Acts 2:1-21
Having a few days off this week, I decided to tackle some big tasks. One of those was digging up the bushes in my back yard which didn’t survive the winter.
Now they looked mostly dead, but they weren’t entirely. I expect this made job that much more difficult. First, I trimmed them back so I could get a better look at the base. Then I sawed off most of what stood above ground. Then I began digging. And digging. And clipping off the roots where I could reach them. And digging some more. It wasn’t easy. Indeed, I can’t recall how many times during this grueling task on a humid afternoon that I recalled my dad saying, “If you have the right tools, you can do anything.” I’m not certain I had the right tools, but they proved adequate. I had the strength, but just barely. Even so, as I worked at it, I was gratified knowing that with hard work and perseverance, I could accomplish a lot. Even this.
It was as the second shrub gave way that I found myself flat on my back looking up at the blue May sky. It’s not a place I’ve found myself often since I was a child and still had such time to stare at the sky and look for shapes in the clouds. Only? I shouldn’t have been able to see the sky, for a large tree stands there. Spring has come to us late this year, so perhaps it’s not surprising that it was only then I noticed that big old tree is not leafing out like it does most springs. It is dying. My heart sank with the certain realization that alone I surely don’t have the tools to take it down.
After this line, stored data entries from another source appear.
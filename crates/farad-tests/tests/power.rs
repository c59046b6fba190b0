//! Power-token surface: wrap/unwrap, energy gating, rented-token
//! movement through rental agreements.

use farad_core::constants::ONE_TOKEN;
use farad_core::error::StationError;
use farad_tests::helpers::*;

#[test]
fn swap_in_and_out_round_trip() {
    let station = new_station();
    let service = register_service(&station, 100 * ONE_TOKEN, 3 * ONE_TOKEN);
    fund(&station, base_asset(), renter(), 100);

    station.swap_in(renter(), service, 100 * ONE_TOKEN, 0).unwrap();
    assert_eq!(station.balance_of(base_asset(), renter()), 0);
    assert_eq!(
        station.power_balance_of(service, renter()).unwrap(),
        100 * ONE_TOKEN
    );

    station.swap_out(renter(), service, 100 * ONE_TOKEN, 10).unwrap();
    assert_eq!(station.balance_of(base_asset(), renter()), 100 * ONE_TOKEN);
    assert_eq!(station.power_balance_of(service, renter()).unwrap(), 0);
}

#[test]
fn wrapped_energy_halves_toward_balance() {
    let station = new_station();
    let service = register_service(&station, 100 * ONE_TOKEN, 3 * ONE_TOKEN);
    fund(&station, base_asset(), renter(), 1_000);

    station.swap_in(renter(), service, 1_000 * ONE_TOKEN, 0).unwrap();
    // The service's gap half-life is one day.
    assert_eq!(station.energy_at(service, renter(), 0).unwrap(), 0);
    assert_eq!(
        station.energy_at(service, renter(), ONE_DAY).unwrap(),
        500 * ONE_TOKEN
    );
    assert_eq!(
        station.energy_at(service, renter(), 2 * ONE_DAY).unwrap(),
        750 * ONE_TOKEN
    );
}

#[test]
fn plain_transfers_disabled_until_enabled() {
    let station = new_station();
    let service = register_service(&station, 100 * ONE_TOKEN, 3 * ONE_TOKEN);
    fund(&station, base_asset(), renter(), 100);
    station.swap_in(renter(), service, 100 * ONE_TOKEN, 0).unwrap();

    let err = station
        .transfer_power(renter(), stranger(), service, ONE_TOKEN, 10 * ONE_DAY)
        .unwrap_err();
    assert_eq!(err, StationError::TransferDisabled);

    assert!(matches!(
        station.enable_transfer_forever(stranger(), service),
        Err(StationError::NotStationOwner)
    ));
    station.enable_transfer_forever(owner(), service).unwrap();

    station
        .transfer_power(renter(), stranger(), service, ONE_TOKEN, 10 * ONE_DAY)
        .unwrap();
    assert_eq!(
        station.power_balance_of(service, stranger()).unwrap(),
        ONE_TOKEN
    );
}

#[test]
fn transfer_gated_by_energy() {
    let station = new_station();
    let service = register_service(&station, 100 * ONE_TOKEN, 3 * ONE_TOKEN);
    station.enable_transfer_forever(owner(), service).unwrap();
    fund(&station, base_asset(), renter(), 1_000);
    station.swap_in(renter(), service, 1_000 * ONE_TOKEN, 0).unwrap();

    // One day in, half the balance is energized; moving more fails.
    assert_eq!(
        station.available_for_transfer(service, renter(), ONE_DAY).unwrap(),
        500 * ONE_TOKEN
    );
    let err = station
        .transfer_power(renter(), stranger(), service, 600 * ONE_TOKEN, ONE_DAY)
        .unwrap_err();
    assert!(matches!(
        err,
        StationError::InsufficientAvailableBalance { .. }
    ));
    station
        .transfer_power(renter(), stranger(), service, 500 * ONE_TOKEN, ONE_DAY)
        .unwrap();

    // The recipient's tokens arrive cold.
    assert_eq!(
        station.energy_at(service, stranger(), ONE_DAY).unwrap(),
        0
    );
}

#[test]
fn rented_tokens_move_only_with_their_agreement() {
    let station = new_station();
    let service = register_service(&station, 100 * ONE_TOKEN, 3 * ONE_TOKEN);
    station.enable_transfer_forever(owner(), service).unwrap();
    fund(&station, base_asset(), staker(), 10_000);
    fund(&station, base_asset(), renter(), 100);

    station.stake(staker(), 10_000 * ONE_TOKEN, 0).unwrap();
    let rental = station
        .rent(renter(), service, base_asset(), 100 * ONE_TOKEN, ONE_DAY, 100 * ONE_TOKEN, 0)
        .unwrap();

    // Direct transfer of rented tokens fails even fully energized.
    let err = station
        .transfer_power(renter(), stranger(), service, 100 * ONE_TOKEN, ONE_DAY / 2)
        .unwrap_err();
    assert!(matches!(
        err,
        StationError::InsufficientAvailableBalance { available: 0, .. }
    ));

    // Moving the agreement moves the tokens.
    station
        .transfer_rental(renter(), rental, stranger(), ONE_DAY / 2)
        .unwrap();
    assert_eq!(station.power_balance_of(service, renter()).unwrap(), 0);
    assert_eq!(
        station.power_balance_of(service, stranger()).unwrap(),
        100 * ONE_TOKEN
    );
    assert_eq!(
        station.get_rental_agreement(rental).unwrap().renter,
        stranger()
    );

    // The new holder returns it.
    station.return_rental(stranger(), rental, ONE_DAY / 2 + 1).unwrap();
    assert_eq!(station.power_balance_of(service, stranger()).unwrap(), 0);
}

#[test]
fn rental_transfer_blocked_when_transfers_disabled() {
    let station = new_station();
    let service = register_service(&station, 100 * ONE_TOKEN, 3 * ONE_TOKEN);
    fund(&station, base_asset(), staker(), 10_000);
    fund(&station, base_asset(), renter(), 100);

    station.stake(staker(), 10_000 * ONE_TOKEN, 0).unwrap();
    let rental = station
        .rent(renter(), service, base_asset(), 100 * ONE_TOKEN, ONE_DAY, 100 * ONE_TOKEN, 0)
        .unwrap();

    let err = station
        .transfer_rental(renter(), rental, stranger(), ONE_DAY / 2)
        .unwrap_err();
    assert_eq!(err, StationError::TransferDisabled);
}

#[test]
fn expired_rental_cannot_be_transferred() {
    let station = new_station();
    let service = register_service(&station, 100 * ONE_TOKEN, 3 * ONE_TOKEN);
    station.enable_transfer_forever(owner(), service).unwrap();
    fund(&station, base_asset(), staker(), 10_000);
    fund(&station, base_asset(), renter(), 100);

    station.stake(staker(), 10_000 * ONE_TOKEN, 0).unwrap();
    let rental = station
        .rent(renter(), service, base_asset(), 100 * ONE_TOKEN, ONE_DAY, 100 * ONE_TOKEN, 0)
        .unwrap();

    let err = station
        .transfer_rental(renter(), rental, stranger(), 2 * ONE_DAY)
        .unwrap_err();
    assert_eq!(err, StationError::RentalTransferNotAllowed);
}

#[test]
fn swap_out_of_rented_tokens_impossible() {
    let station = new_station();
    let service = register_service(&station, 100 * ONE_TOKEN, 3 * ONE_TOKEN);
    fund(&station, base_asset(), staker(), 10_000);
    fund(&station, base_asset(), renter(), 100);

    station.stake(staker(), 10_000 * ONE_TOKEN, 0).unwrap();
    station
        .rent(renter(), service, base_asset(), 100 * ONE_TOKEN, ONE_DAY, 100 * ONE_TOKEN, 0)
        .unwrap();

    let err = station
        .swap_out(renter(), service, ONE_TOKEN, 10)
        .unwrap_err();
    assert!(matches!(err, StationError::InsufficientBalance { .. }));
}

#[test]
fn transferred_tokens_can_be_swapped_out_immediately() {
    // Unwrapping needs no energy, only an unlocked balance.
    let station = new_station();
    let service = register_service(&station, 100 * ONE_TOKEN, 3 * ONE_TOKEN);
    station.enable_transfer_forever(owner(), service).unwrap();
    fund(&station, base_asset(), renter(), 100);

    station.swap_in(renter(), service, 100 * ONE_TOKEN, 0).unwrap();
    station
        .transfer_power(renter(), stranger(), service, 100 * ONE_TOKEN, 30 * ONE_DAY)
        .unwrap();
    station
        .swap_out(stranger(), service, 100 * ONE_TOKEN, 30 * ONE_DAY)
        .unwrap();
    assert_eq!(station.balance_of(base_asset(), stranger()), 100 * ONE_TOKEN);
}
Unlike the character in the photograph opposite which was floating around social media this week — whose response to local law enforcement officers was that it was his land, his tree, and he’d cut it down any way he
pleased (and yes, it is so that I’ve cleaned up the language here), I do know better.
Now of course it would be too utilitarian to say that the Holy Spirit is a ‘tool’ to help us overcome the challenges before us in this life. And yet at the same time, it goes without saying that much of what we are called to that truly matters is far beyond what we can accomplish on our own. All on my own, I don’t have the ‘tools’, the strength, the ingenuity, the passion, the imagination… All on my own, I am never enough.
And so it is that the gifts of God are described for us in amazing ways in this week’s Pentecost story in Acts. As I stood within these familiar words this time around, I found myself overwhelmed by the breadth and depth and height of what is described. Indeed, I paused briefly in the other lessons for this Festival Day, and I found myself returning to the marvelous story before us now. For it is something, isn’t it, to think of those disciples, described now as still together in one place — in one house, in fact? I mean, do you suppose that in spite of all those times Jesus had appeared to them in those last forty days, that they are still huddled together in fear? And then we hear there is a violent wind inside the house and there are tongues of fire and suddenly they are speaking in languages — or at least being understood in languages they have never spoken before. Next it appears those disciples have moved outdoors and are within the hearing of others who are ‘amazed and astonished’ because they can actually understand them. Indeed, pretty soon we are told that those disciples are heard and understood in languages across time and space. And then through Peter, the ancient promises of God become new again in the hearing of those who perhaps have not yet received these powerful words before.
Beyond the wind and fire though (which are quite something to imagine), I find it especially interesting that the power of the Spirit is known most profoundly in the wonder that people who just moments before had no understanding of one another now do. In the culture I call home, we may well tend to believe that the gifts of God help ME to be and do more all on my own. (It is evident, for instance, that the man in the photo above is thinking that. He certainly has ingenuity and courage… but one wonders at his need to take on a monumental task like this all on his own.) No, instead, the gifts of God which are ours in the Holy Spirit are ones which bring us together with those we perhaps have only begun to understand. This gift of the Holy Spirit as described today is only experienced by people who are together: in long standing community or in community which has just suddenly been formed as we see in this story. And then somehow God builds upon that first gift to begin to change the world.
So flat on my back on a warm day in May it came home to me that all alone I am not, I do not have, enough. I simply do not have the tools, the strength, the experience to do what needs to be done and so this week I’ll call around and find someone else who does. There is, in fact, a whole community surrounding me which is full of folks who are good at things I am not.
In the same way, God puts us together on this journey of faith. All on our own we do not, but all together we have ‘the right tools’ to do what needs to be done — whatever that may be. Perhaps the most amazing thing God does in this story in Acts is to break down that which divides us from one another so that we can see that this is so. Oh yes, the Power of the Holy Spirit is not really to be found in the wind and the flames which only seem to foretell the amazing events yet to come. The Power of the Spirit is discovered between us and among us and through us. It all begins with understanding one another. And anything is possible after that!
- What is your favorite part of this familiar account of Pentecost?
- How have you seen God ‘break down what divides us from one another?’ In your experience, how does the Holy Spirit still and always help us to understand each other?
- What difference does this Power of the Holy Spirit make in your world?